A difficulty that has been noted in this area lies in finding reliable normal data for brain weights in infants, as cerebral oedema may develop rapidly in a number of conditions 6,17 and formalin fixation may result in an artefactual increase in brain weight. 18 For this reason, brain weights in the current study were compared with the controls that had been processed in an identical manner, rather than to published normal values. A further difficulty involves the assessment of cerebral oedema after death. Although we have been able to demonstrate oedema in an animal model by immunohistochemically staining for albumin, 17 we have not been able to replicate this in the human tissues due to non-specific staining associated with prolonged postmortem intervals. Thus, brain weight remains one of the most reliable indicators of oedema at autopsy.

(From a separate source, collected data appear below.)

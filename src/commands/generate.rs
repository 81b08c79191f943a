use tracing::{info, warn};

use super::{channel_key, send_chunked};
use crate::state::Context;

/// Write an article from the current session's research
#[poise::command(slash_command, guild_only)]
pub async fn generate(ctx: Context<'_>) -> Result<(), anyhow::Error> {
    ctx.defer().await?;

    let channel = channel_key(&ctx);
    let sessions = &ctx.data().sessions;
    let (ticket, request) = sessions.update(channel, |s| s.begin_generate()).await;

    info!(
        user = %ctx.author().name,
        channel,
        topic = %request.topic,
        documents = request.documents.len(),
        summaries = request.summaries.len(),
        "generate started"
    );

    let handle = ctx.data().scheduler.submit_generate(request);
    let run_id = handle.run_id();
    info!(
        run_id,
        kind = %handle.kind(),
        active = ctx.data().scheduler.active_runs(),
        "run submitted"
    );

    match handle.join().await {
        Ok(output) => {
            let content = output.content.clone();
            let applied = sessions
                .update(channel, |s| s.finish_generate(ticket, output))
                .await;
            if !applied {
                info!(run_id, channel, "session moved on, generate result discarded");
                ctx.say("The session was cleared or a newer article was requested; this one was discarded.")
                    .await?;
                return Ok(());
            }

            info!(run_id, len = content.len(), "generate delivered");
            send_chunked(&ctx, &content).await?;
        }
        Err(e) => {
            warn!(run_id, channel, kind = e.kind(), error = %e, "generate failed");
            sessions.update(channel, |s| s.fail(ticket, &e)).await;
            ctx.say(format!("Generate failed ({}): {}", e.kind(), e))
                .await?;
        }
    }

    Ok(())
}
mod article;
mod collect;
mod commands;
mod config;
mod error;
mod interview;
mod llm;
mod pipeline;
mod session;
mod state;
mod summarize;
#[cfg(test)]
mod testing;

use std::sync::Arc;

use anyhow::Context as _;
use poise::serenity_prelude as serenity;
use poise::{Framework, FrameworkOptions};
use tracing::{error, info, Level};

use collect::WebEvidenceCollector;
use config::PipelineConfig;
use llm::LlmClient;
use pipeline::scheduler::PipelineScheduler;
use pipeline::{Orchestrator, OrchestratorSettings};
use session::SessionStore;
use state::AppState;

#[tokio::main]
async fn main() -> anyhow::Result<()> {
    tracing_subscriber::fmt()
        .with_max_level(Level::DEBUG)
        .init();

    // Load env
    let _ = dotenv::dotenv();
    let token = dotenv::var("DISCORD_TOKEN").context("DISCORD_TOKEN required")?;
    let guild_id: Option<serenity::GuildId> = dotenv::var("DISCORD_GUILD_ID")
        .ok()
        .and_then(|s| s.parse::<u64>().ok())
        .map(serenity::GuildId::new);

    let config = PipelineConfig::from_env()?;
    info!(
        search_results = config.search.num_results,
        model = %config.llm.model,
        embedding_model = %config.llm.embedding_model,
        chunk_size = config.chunking.chunk_size,
        chunk_overlap = config.chunking.chunk_overlap,
        "Pipeline configuration loaded"
    );

    let collector = Arc::new(WebEvidenceCollector::new(config.search.clone())?);
    let llm_client = Arc::new(LlmClient::new(config.llm.clone())?);
    info!("LLM client initialized");

    let orchestrator = Arc::new(Orchestrator::new(
        collector,
        llm_client,
        OrchestratorSettings {
            chunking: config.chunking,
            max_concurrent_summaries: config.max_concurrent_summaries,
            retrieval_k: config.retrieval_k,
        },
    ));

    // One scheduler for the life of the process, on the bot's runtime
    let scheduler = Arc::new(PipelineScheduler::on_current_runtime(orchestrator));

    let app_state = AppState {
        scheduler,
        sessions: Arc::new(SessionStore::new()),
    };

    let intents = serenity::GatewayIntents::GUILDS;

    let framework = Framework::builder()
        .options(FrameworkOptions {
            commands: vec![commands::quill()],
            ..Default::default()
        })
        .setup(move |ctx, ready, framework| {
            Box::pin(async move {
                info!("Bot connected as: {} ({})", ready.user.name, ready.user.id);

                let commands = &framework.options().commands;
                info!("Registering {} top-level command(s):", commands.len());
                for cmd in commands {
                    info!("  /{} ({} subcommands)", cmd.name, cmd.subcommands.len());
                    for sub in &cmd.subcommands {
                        info!("    /{} {}", cmd.name, sub.name);
                    }
                }

                if let Some(gid) = guild_id {
                    info!("Registering to guild {} (instant)", gid);
                    poise::builtins::register_in_guild(ctx, &framework.options().commands, gid)
                        .await?;
                } else {
                    info!("Registering globally (up to 1 hour delay)");
                    poise::builtins::register_globally(ctx, &framework.options().commands).await?;
                }

                Ok(app_state)
            })
        })
        .build();

    info!("Starting Quill Discord bot...");

    let mut client = serenity::ClientBuilder::new(&token, intents)
        .framework(framework)
        .await
        .map_err(|e| anyhow::anyhow!("Failed to create client: {}", e))?;

    if let Err(e) = client.start().await {
        error!("Client error: {}", e);
    }

    Ok(())
}
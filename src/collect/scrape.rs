use tracing::debug;

use crate::error::{PipelineError, PipelineResult};

/// Fetch a page and return its readable text.
pub async fn fetch_text(client: &reqwest::Client, url: &str) -> PipelineResult<String> {
    let resp = client
        .get(url)
        .send()
        .await
        .map_err(|e| PipelineError::Retrieval(format!("Failed to fetch {}: {}", url, e)))?;

    if !resp.status().is_success() {
        return Err(PipelineError::Retrieval(format!(
            "{} returned {}",
            url,
            resp.status()
        )));
    }

    let content_type = resp
        .headers()
        .get("content-type")
        .and_then(|v| v.to_str().ok())
        .unwrap_or("")
        .to_string();

    let body = resp
        .bytes()
        .await
        .map_err(|e| PipelineError::Retrieval(format!("Failed to read body of {}: {}", url, e)))?;

    let text = extract_text(&body, &content_type);
    debug!(url, content_type, size = text.len(), "page fetched");
    Ok(text)
}

/// Convert a response body to plain text. HTML goes through html2text,
/// anything else is decoded lossily.
pub fn extract_text(body: &[u8], content_type: &str) -> String {
    let text = if content_type.contains("html") {
        html2text::from_read(body, 120)
            .unwrap_or_else(|_| String::from_utf8_lossy(body).to_string())
    } else {
        String::from_utf8_lossy(body).to_string()
    };
    normalize_whitespace(&text)
}

/// Collapse runs of blank lines and trim trailing spaces.
fn normalize_whitespace(text: &str) -> String {
    let mut out = String::with_capacity(text.len());
    let mut blank_run = 0;
    for line in text.lines() {
        let line = line.trim_end();
        if line.trim().is_empty() {
            blank_run += 1;
            if blank_run > 1 {
                continue;
            }
        } else {
            blank_run = 0;
        }
        out.push_str(line);
        out.push('\n');
    }
    out.trim().to_string()
}

/// Cut text to at most `max_chars` characters on a char boundary.
pub fn truncate_chars(text: &str, max_chars: usize) -> String {
    match text.char_indices().nth(max_chars) {
        Some((idx, _)) => text[..idx].to_string(),
        None => text.to_string(),
    }
}
pub mod scheduler;

use std::sync::Arc;

use serde::{Deserialize, Serialize};
use tracing::info;

use crate::article::content::ContentGenerator;
use crate::article::outline::OutlineGenerator;
use crate::article::GenerateOutput;
use crate::collect::types::Document;
use crate::collect::EvidenceCollector;
use crate::error::{PipelineError, PipelineResult};
use crate::interview::InterviewAgent;
use crate::llm::LanguageModel;
use crate::summarize::parser::StructuredParser;
use crate::summarize::splitter::ChunkConfig;
use crate::summarize::{Summarizer, Summary};

/// Output of the research half of the pipeline.
#[derive(Debug, Clone, Serialize, Deserialize)]
pub struct SummarizeOutput {
    pub documents: Vec<Document>,
    pub summaries: Vec<Summary>,
    pub interview_questions: String,
}

/// Input of the writing half. Nothing checks that these came from a
/// summarize run for the same topic.
#[derive(Debug, Clone, Serialize, Deserialize)]
pub struct GenerateRequest {
    pub topic: String,
    pub documents: Vec<Document>,
    pub summaries: Vec<Summary>,
}

#[derive(Debug, Clone)]
pub struct OrchestratorSettings {
    pub chunking: ChunkConfig,
    pub max_concurrent_summaries: usize,
    pub retrieval_k: usize,
}

impl Default for OrchestratorSettings {
    fn default() -> Self {
        Self {
            chunking: ChunkConfig::default(),
            max_concurrent_summaries: 4,
            retrieval_k: 3,
        }
    }
}

/// Sequences the pipeline stages. Holds no per-run state, so concurrent
/// runs share nothing but the collaborators.
pub struct Orchestrator {
    collector: Arc<dyn EvidenceCollector>,
    llm: Arc<dyn LanguageModel>,
    settings: OrchestratorSettings,
}

impl Orchestrator {
    pub fn new(
        collector: Arc<dyn EvidenceCollector>,
        llm: Arc<dyn LanguageModel>,
        settings: OrchestratorSettings,
    ) -> Self {
        Self {
            collector,
            llm,
            settings,
        }
    }

    /// Collect, summarize, then write interview questions.
    pub async fn summarize(&self, topic: &str) -> PipelineResult<SummarizeOutput> {
        let topic = topic.trim();
        if topic.is_empty() {
            return Err(PipelineError::EmptyTopic);
        }

        let documents = self.collector.collect(topic).await?;

        let summarizer = Summarizer::new(
            self.llm.clone(),
            StructuredParser::new(),
            self.settings.chunking,
            self.settings.max_concurrent_summaries,
        );
        let summaries = summarizer.summarize_all(&documents).await?;

        let agent = InterviewAgent::new(topic, self.llm.clone());
        let prompt = InterviewAgent::build_prompt(topic, &summaries);
        let interview_questions = agent.run(&prompt).await?;

        info!(
            topic,
            documents = documents.len(),
            summaries = summaries.len(),
            "summarize complete"
        );
        Ok(SummarizeOutput {
            documents,
            summaries,
            interview_questions,
        })
    }

    /// Outline, vectorize, write. Steps run one after another.
    pub async fn generate(&self, request: GenerateRequest) -> PipelineResult<GenerateOutput> {
        let GenerateRequest {
            topic,
            documents,
            summaries,
        } = request;

        let outline_generator = OutlineGenerator::new(topic.as_str(), self.llm.clone());
        let questions_and_answers = outline_generator.questions_and_answers.clone();
        let outline = outline_generator.generate_outline(&summaries).await?;

        let mut content_gen = ContentGenerator::new(
            topic.as_str(),
            outline,
            questions_and_answers,
            self.llm.clone(),
            self.settings.chunking,
            self.settings.retrieval_k,
        );
        content_gen.split_and_vectorize(&documents).await?;
        let content = content_gen.generate_post().await?;

        info!(
            topic = %topic,
            chunks = content_gen.indexed_chunks(),
            len = content.len(),
            "generate complete"
        );
        Ok(GenerateOutput {
            content,
            image: None,
            prompt: None,
        })
    }
}
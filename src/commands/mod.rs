mod generate;
mod render;
mod session;
mod summarize;

use crate::state::Context;

/// Quill - research a topic and draft an article about it
#[poise::command(
    slash_command,
    subcommands(
        "summarize::summarize",
        "generate::generate",
        "session::answer",
        "session::show",
        "session::clear"
    )
)]
pub async fn quill(_ctx: Context<'_>) -> Result<(), anyhow::Error> {
    Ok(())
}

/// Sessions are scoped per channel.
fn channel_key(ctx: &Context<'_>) -> u64 {
    ctx.channel_id().get()
}

/// Send a message in Discord-safe chunks (max 1990 chars).
/// Uses ctx.say() for all chunks so follow-ups go through the interaction
/// webhook and need no Send Messages permission.
async fn send_chunked(ctx: &Context<'_>, text: &str) -> Result<(), anyhow::Error> {
    for chunk in render::split_message(text, 1990) {
        ctx.say(chunk).await?;
    }
    Ok(())
}
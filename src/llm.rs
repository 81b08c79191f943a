use async_trait::async_trait;
use serde::{Deserialize, Serialize};
use tracing::debug;

use crate::config::LlmConfig;
use crate::error::{PipelineError, PipelineResult};

#[derive(Debug, Clone, Serialize, Deserialize)]
pub struct Message {
    pub role: String,
    pub content: String,
}

impl Message {
    pub fn system(content: impl Into<String>) -> Self {
        Self {
            role: "system".to_string(),
            content: content.into(),
        }
    }

    pub fn user(content: impl Into<String>) -> Self {
        Self {
            role: "user".to_string(),
            content: content.into(),
        }
    }
}

/// Chat and embedding access used by every LLM-backed stage.
#[async_trait]
pub trait LanguageModel: Send + Sync {
    async fn chat(&self, messages: &[Message]) -> PipelineResult<String>;

    /// One embedding per input, in input order.
    async fn embed(&self, inputs: &[String]) -> PipelineResult<Vec<Vec<f32>>>;
}

/// Client for any OpenAI-compatible API.
pub struct LlmClient {
    client: reqwest::Client,
    config: LlmConfig,
}

impl LlmClient {
    pub fn new(config: LlmConfig) -> anyhow::Result<Self> {
        let client = reqwest::Client::builder()
            .timeout(config.timeout)
            .build()
            .map_err(|e| anyhow::anyhow!("Failed to create HTTP client: {}", e))?;
        Ok(Self { client, config })
    }

    /// Resolve an API path (`chat/completions`, `embeddings`) against the base URL.
    fn endpoint(&self, path: &str) -> String {
        let base = self.config.base_url.trim_end_matches('/');
        let base = base
            .strip_suffix("/chat/completions")
            .unwrap_or(base);
        if base.ends_with("/v1") {
            format!("{}/{}", base, path)
        } else {
            format!("{}/v1/{}", base, path)
        }
    }

    async fn post_json(&self, path: &str, body: serde_json::Value) -> PipelineResult<serde_json::Value> {
        let mut req = self.client.post(self.endpoint(path)).json(&body);
        if let Some(key) = &self.config.api_key {
            req = req.header("Authorization", format!("Bearer {}", key));
        }

        let resp = req
            .send()
            .await
            .map_err(|e| PipelineError::Generation(format!("LLM request failed: {}", e)))?;
        let status = resp.status();
        let text = resp
            .text()
            .await
            .map_err(|e| PipelineError::Generation(format!("Failed to read LLM response: {}", e)))?;
        if !status.is_success() {
            let snippet: String = text.chars().take(300).collect();
            return Err(PipelineError::Generation(format!(
                "LLM endpoint returned {}: {}",
                status, snippet
            )));
        }

        serde_json::from_str(&text)
            .map_err(|e| PipelineError::Generation(format!("Failed to parse LLM JSON: {}", e)))
    }
}

#[async_trait]
impl LanguageModel for LlmClient {
    async fn chat(&self, messages: &[Message]) -> PipelineResult<String> {
        let body = serde_json::json!({
            "model": self.config.model,
            "messages": messages,
            "temperature": self.config.temperature,
            "max_tokens": self.config.max_tokens,
        });

        let json = self.post_json("chat/completions", body).await?;

        // choices[0].message.content may be null
        let content = json["choices"]
            .get(0)
            .and_then(|c| c["message"]["content"].as_str())
            .unwrap_or("")
            .to_string();

        debug!(
            model = %self.config.model,
            messages = messages.len(),
            response_len = content.len(),
            "chat completion"
        );
        Ok(content)
    }

    async fn embed(&self, inputs: &[String]) -> PipelineResult<Vec<Vec<f32>>> {
        if inputs.is_empty() {
            return Ok(Vec::new());
        }

        let body = serde_json::json!({
            "model": self.config.embedding_model,
            "input": inputs,
        });
        let json = self.post_json("embeddings", body).await?;

        let vectors = parse_embeddings(&json, inputs.len())?;
        debug!(model = %self.config.embedding_model, count = vectors.len(), "embeddings");
        Ok(vectors)
    }
}

/// Vectors from an embeddings response, ordered by their `index`.
fn parse_embeddings(json: &serde_json::Value, expected: usize) -> PipelineResult<Vec<Vec<f32>>> {
    let data = json["data"]
        .as_array()
        .ok_or_else(|| PipelineError::Generation("embedding response has no data".to_string()))?;

    let mut rows = Vec::with_capacity(data.len());
    for (pos, item) in data.iter().enumerate() {
        let index = item["index"].as_u64().map(|i| i as usize).unwrap_or(pos);
        let values = item["embedding"].as_array().ok_or_else(|| {
            PipelineError::Generation(format!("embedding {} is missing its vector", index))
        })?;
        let vector = values
            .iter()
            .map(|v| v.as_f64().map(|v| v as f32))
            .collect::<Option<Vec<f32>>>()
            .filter(|v| !v.is_empty())
            .ok_or_else(|| {
                PipelineError::Generation(format!("embedding {} is empty or not numeric", index))
            })?;
        rows.push((index, vector));
    }
    rows.sort_by_key(|(index, _)| *index);

    if rows.len() != expected {
        return Err(PipelineError::Generation(format!(
            "expected {} embeddings, got {}",
            expected,
            rows.len()
        )));
    }
    Ok(rows.into_iter().map(|(_, v)| v).collect())
}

It has been proposed that central and peripheral nervous system dysfunction may be responsible for a variety of cardiorespiratory abnormalities found in infants who have subsequently died of SIDS. Whether this results in acute or chronic cerebral hypoxia is unclear. Neuropathological findings have included brainstem gliosis, increased numbers of neuronal dendritic spines, white matter changes, neurotransmitter receptor changes and axonal and chemoreceptor abnormalities. 13,14,19 Only cases where temporary resuscitation has occurred will manifest changes of hypoxic ischaemic encephalopathy. 20 Findings in the literature on brain weights have, however, been contradictory. Shaw et al. in a study of 79 SIDS infants proved that all of the brain weights (prior to fixation) were above the 50th percentile when compared with the published data, with 81% above the 95th percentile and 19% above the 99.9th percentile. 7 Although other authors have also demonstrated increases in the brain weight of SIDS infants, 4–6 a problem exists in determining how stringently the ‘diagnosis’ of SIDS had been made in the groups studied, what controls are used and what investigative parameters had been undertaken, 21,22 as variations in these areas may markedly affect diagnostic groupings. A similar problem also exists in series where no differences were found between the weight of the brain in SIDS cases and controls as specific information on death scene examination and other investigations may not have been detailed. 10–12
Whether contradictions in the literature reflect difficulties with case accession or genuine differences in geographically separate subsets of SIDS cases remains to be clarified. It appears, however, that an increase in brain weight is not a constant finding in all groups of SIDS infants. Future studies could examine brain–body weight ratios in relation to risk factors such as shared sleeping, cigarette smoke exposure and prematurity.